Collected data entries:
· · ·

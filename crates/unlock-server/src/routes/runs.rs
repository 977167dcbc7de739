use axum::extract::{Path, State};
use axum::http::StatusCode;
use axum::response::sse::{Event, KeepAlive, Sse};
use axum::Json;
use serde::Deserialize;
use std::sync::Arc;
use tokio_stream::wrappers::BroadcastStream;
use tokio_stream::StreamExt as _;
use unlock_core::device::RegisteredDevice;
use unlock_core::run::RunPlan;
use unlock_core::timing::TimingConfig;
use unlock_core::types::{ProcessType, RunOutcome};
use unlock_core::UnlockError;
use unlock_engine::StepEvent;

use crate::error::AppError;
use crate::state::AppState;

#[derive(Deserialize)]
pub struct StartRunBody {
    pub process: ProcessType,
}

/// GET /api/runs — identifiers with a live run.
pub async fn list_runs(State(app): State<AppState>) -> Json<Vec<String>> {
    Json(app.active_run_ids())
}

/// POST /api/runs/{identifier} — start an unlock or blacklist-removal run.
///
/// 409 if the device already has a live run (re-entry guard), 422 if the
/// admin disabled processing, 404 for unregistered devices. The sampled plan
/// is returned so clients can show the expected timeline.
pub async fn start_run(
    State(app): State<AppState>,
    Path(identifier): Path<String>,
    Json(body): Json<StartRunBody>,
) -> Result<(StatusCode, Json<RunPlan>), AppError> {
    // Claim the slot before the blocking checks; a check-then-insert across
    // the await would let two concurrent starts both pass.
    if !app.try_reserve_run(&identifier) {
        return Err(AppError::conflict(format!(
            "run already active for '{identifier}'"
        )));
    }

    let root = app.root.clone();
    let ident = identifier.clone();
    let process = body.process;
    let checked = tokio::task::spawn_blocking(move || {
        RegisteredDevice::load(&root, &ident)?;
        let cfg = TimingConfig::load_or_default(&root);
        if !cfg.enabled {
            return Err(UnlockError::TimingDisabled);
        }
        Ok(RunPlan::build(&cfg, process))
    })
    .await
    .map_err(|e| AppError(anyhow::anyhow!("task join error: {e}")))
    .and_then(|r| r.map_err(AppError::from));
    let plan = match checked {
        Ok(plan) => plan,
        Err(e) => {
            app.remove_run(&identifier);
            return Err(e);
        }
    };

    let handle = Arc::new(unlock_engine::start(plan.clone(), app.speedup));
    // The pre-created receiver has buffered everything since start, so the
    // watcher cannot miss a terminal event even on heavily sped-up runs.
    let mut watcher_rx = handle.take_initial_rx();
    app.activate_run(identifier.clone(), handle);

    let watcher_app = app.clone();
    tokio::spawn(async move {
        loop {
            let outcome = match watcher_rx.recv().await {
                Ok(StepEvent::Failed { .. }) => RunOutcome::Failed,
                Ok(StepEvent::Cancelled) => RunOutcome::Cancelled,
                Ok(_) => continue,
                Err(_) => break,
            };
            let root = watcher_app.root.clone();
            let ident = identifier.clone();
            let persisted = tokio::task::spawn_blocking(move || {
                let mut device = RegisteredDevice::load(&root, &ident)?;
                device.record_outcome(&root, outcome)
            })
            .await;
            if let Ok(Err(e)) = persisted {
                tracing::warn!("failed to record run outcome for '{identifier}': {e}");
            }
            watcher_app.remove_run(&identifier);
            break;
        }
    });

    Ok((StatusCode::ACCEPTED, Json(plan)))
}

/// DELETE /api/runs/{identifier} — cancel a live run.
pub async fn cancel_run(
    State(app): State<AppState>,
    Path(identifier): Path<String>,
) -> Result<Json<serde_json::Value>, AppError> {
    let handle = app
        .active_run(&identifier)
        .ok_or_else(|| AppError::not_found(format!("no active run for '{identifier}'")))?;
    handle.cancel();
    Ok(Json(serde_json::json!({ "cancelled": identifier })))
}

/// GET /api/runs/{identifier}/events — SSE stream of step events for a live
/// run. Subscribers joining mid-run see events from their join point onward.
pub async fn run_events(
    State(app): State<AppState>,
    Path(identifier): Path<String>,
) -> Result<impl axum::response::IntoResponse, AppError> {
    let handle = app
        .active_run(&identifier)
        .ok_or_else(|| AppError::not_found(format!("no active run for '{identifier}'")))?;

    let rx = handle.subscribe();
    let stream = BroadcastStream::new(rx).filter_map(|msg| {
        msg.ok().and_then(|event| {
            serde_json::to_string(&event)
                .ok()
                .map(|data| Ok::<Event, std::convert::Infallible>(Event::default().data(data)))
        })
    });
    Ok(Sse::new(stream).keep_alive(KeepAlive::default()))
}

#[cfg(test)]
mod tests {
    use super::*;
    use std::time::Duration;
    use unlock_core::device::CatalogDevice;
    use unlock_core::user::UserAccount;

    const IMEI: &str = "356938035643809";

    fn seed(dir: &tempfile::TempDir) {
        CatalogDevice::create(dir.path(), "galaxy-s23", "Samsung", "Galaxy S23", 1).unwrap();
        let mut user = UserAccount::create(dir.path(), "alice", "a@example.com").unwrap();
        user.grant_credits(5);
        user.save(dir.path()).unwrap();
        RegisteredDevice::register(dir.path(), IMEI, "alice", "galaxy-s23").unwrap();
    }

    async fn wait_for_outcome(app: &AppState) -> RunOutcome {
        for _ in 0..100 {
            tokio::time::sleep(Duration::from_millis(50)).await;
            let device = RegisteredDevice::load(&app.root, IMEI).unwrap();
            if let Some(outcome) = device.last_outcome {
                return outcome;
            }
        }
        panic!("run outcome never recorded");
    }

    #[tokio::test]
    async fn run_completes_with_failed_outcome() {
        let dir = tempfile::TempDir::new().unwrap();
        seed(&dir);
        // Minute-scale plan compressed to milliseconds.
        let app = AppState::with_speedup(dir.path().to_path_buf(), 1_000_000);

        let (status, Json(plan)) = start_run(
            State(app.clone()),
            Path(IMEI.into()),
            Json(StartRunBody {
                process: ProcessType::Unlock,
            }),
        )
        .await
        .unwrap();
        assert_eq!(status, StatusCode::ACCEPTED);
        assert_eq!(plan.process, ProcessType::Unlock);

        assert_eq!(wait_for_outcome(&app).await, RunOutcome::Failed);
        assert!(app.active_run_ids().is_empty());
    }

    #[tokio::test]
    async fn concurrent_start_is_conflict() {
        let dir = tempfile::TempDir::new().unwrap();
        seed(&dir);
        // Real-time delays: the first run stays live for the whole test.
        let app = AppState::with_speedup(dir.path().to_path_buf(), 1);

        start_run(
            State(app.clone()),
            Path(IMEI.into()),
            Json(StartRunBody {
                process: ProcessType::Unlock,
            }),
        )
        .await
        .unwrap();

        let second = start_run(
            State(app.clone()),
            Path(IMEI.into()),
            Json(StartRunBody {
                process: ProcessType::Blacklist,
            }),
        )
        .await;
        assert!(second.is_err(), "second start must be rejected");

        // Cleanup so the background task stops quickly.
        cancel_run(State(app), Path(IMEI.into())).await.unwrap();
    }

    #[tokio::test]
    async fn simultaneous_starts_yield_single_run() {
        let dir = tempfile::TempDir::new().unwrap();
        seed(&dir);
        let app = AppState::with_speedup(dir.path().to_path_buf(), 1);

        // Interleaved starts for the same device: the slot reservation must
        // let exactly one through even while the other is mid-validation.
        let first = start_run(
            State(app.clone()),
            Path(IMEI.into()),
            Json(StartRunBody {
                process: ProcessType::Unlock,
            }),
        );
        let second = start_run(
            State(app.clone()),
            Path(IMEI.into()),
            Json(StartRunBody {
                process: ProcessType::Unlock,
            }),
        );
        let (a, b) = tokio::join!(first, second);
        let successes = u8::from(a.is_ok()) + u8::from(b.is_ok());
        assert_eq!(successes, 1, "exactly one concurrent start must win");
        assert_eq!(app.active_run_ids(), vec![IMEI.to_string()]);

        cancel_run(State(app), Path(IMEI.into())).await.unwrap();
    }

    #[tokio::test]
    async fn cancel_records_cancelled_outcome() {
        let dir = tempfile::TempDir::new().unwrap();
        seed(&dir);
        let app = AppState::with_speedup(dir.path().to_path_buf(), 1);

        start_run(
            State(app.clone()),
            Path(IMEI.into()),
            Json(StartRunBody {
                process: ProcessType::Blacklist,
            }),
        )
        .await
        .unwrap();
        cancel_run(State(app.clone()), Path(IMEI.into()))
            .await
            .unwrap();

        assert_eq!(wait_for_outcome(&app).await, RunOutcome::Cancelled);
    }

    #[tokio::test]
    async fn start_for_unregistered_device_errors() {
        let dir = tempfile::TempDir::new().unwrap();
        let app = AppState::new(dir.path().to_path_buf());
        let result = start_run(
            State(app.clone()),
            Path("490154203237518".into()),
            Json(StartRunBody {
                process: ProcessType::Unlock,
            }),
        )
        .await;
        assert!(result.is_err());
        // The failed start must release its reservation.
        assert!(app.active_run_ids().is_empty());
    }

    #[tokio::test]
    async fn start_rejected_when_timing_disabled() {
        let dir = tempfile::TempDir::new().unwrap();
        seed(&dir);
        let mut cfg = TimingConfig::default();
        cfg.enabled = false;
        cfg.save(dir.path()).unwrap();

        let app = AppState::new(dir.path().to_path_buf());
        let result = start_run(
            State(app.clone()),
            Path(IMEI.into()),
            Json(StartRunBody {
                process: ProcessType::Unlock,
            }),
        )
        .await;
        assert!(result.is_err());
        assert!(app.active_run_ids().is_empty());
    }

    #[tokio::test]
    async fn cancel_without_active_run_is_404() {
        let dir = tempfile::TempDir::new().unwrap();
        seed(&dir);
        let app = AppState::new(dir.path().to_path_buf());
        assert!(cancel_run(State(app), Path(IMEI.into())).await.is_err());
    }
}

· · ·

> [EXERCISE BRIEF]:
Reproduce the records above exactly, from the first line through the line containing "let process = body.process;", and output nothing else.

> [EXERCISE ANSWER]:
filename crates/unlock-server/src/routes/runs.rs
repository 977167dcbc7de739
use axum::extract::{Path, State};
use axum::http::StatusCode;
use axum::response::sse::{Event, KeepAlive, Sse};
use axum::Json;
use serde::Deserialize;
use std::sync::Arc;
use tokio_stream::wrappers::BroadcastStream;
use tokio_stream::StreamExt as _;
use unlock_core::device::RegisteredDevice;
use unlock_core::run::RunPlan;
use unlock_core::timing::TimingConfig;
use unlock_core::types::{ProcessType, RunOutcome};
use unlock_core::UnlockError;
use unlock_engine::StepEvent;

use crate::error::AppError;
use crate::state::AppState;

#[derive(Deserialize)]
pub struct StartRunBody {
    pub process: ProcessType,
}

/// GET /api/runs — identifiers with a live run.
pub async fn list_runs(State(app): State<AppState>) -> Json<Vec<String>> {
    Json(app.active_run_ids())
}

/// POST /api/runs/{identifier} — start an unlock or blacklist-removal run.
///
/// 409 if the device already has a live run (re-entry guard), 422 if the
/// admin disabled processing, 404 for unregistered devices. The sampled plan
/// is returned so clients can show the expected timeline.
pub async fn start_run(
    State(app): State<AppState>,
    Path(identifier): Path<String>,
    Json(body): Json<StartRunBody>,
) -> Result<(StatusCode, Json<RunPlan>), AppError> {
    // Claim the slot before the blocking checks; a check-then-insert across
    // the await would let two concurrent starts both pass.
    if !app.try_reserve_run(&identifier) {
        return Err(AppError::conflict(format!(
            "run already active for '{identifier}'"
        )));
    }

    let root = app.root.clone();
    let ident = identifier.clone();
    let process = body.process;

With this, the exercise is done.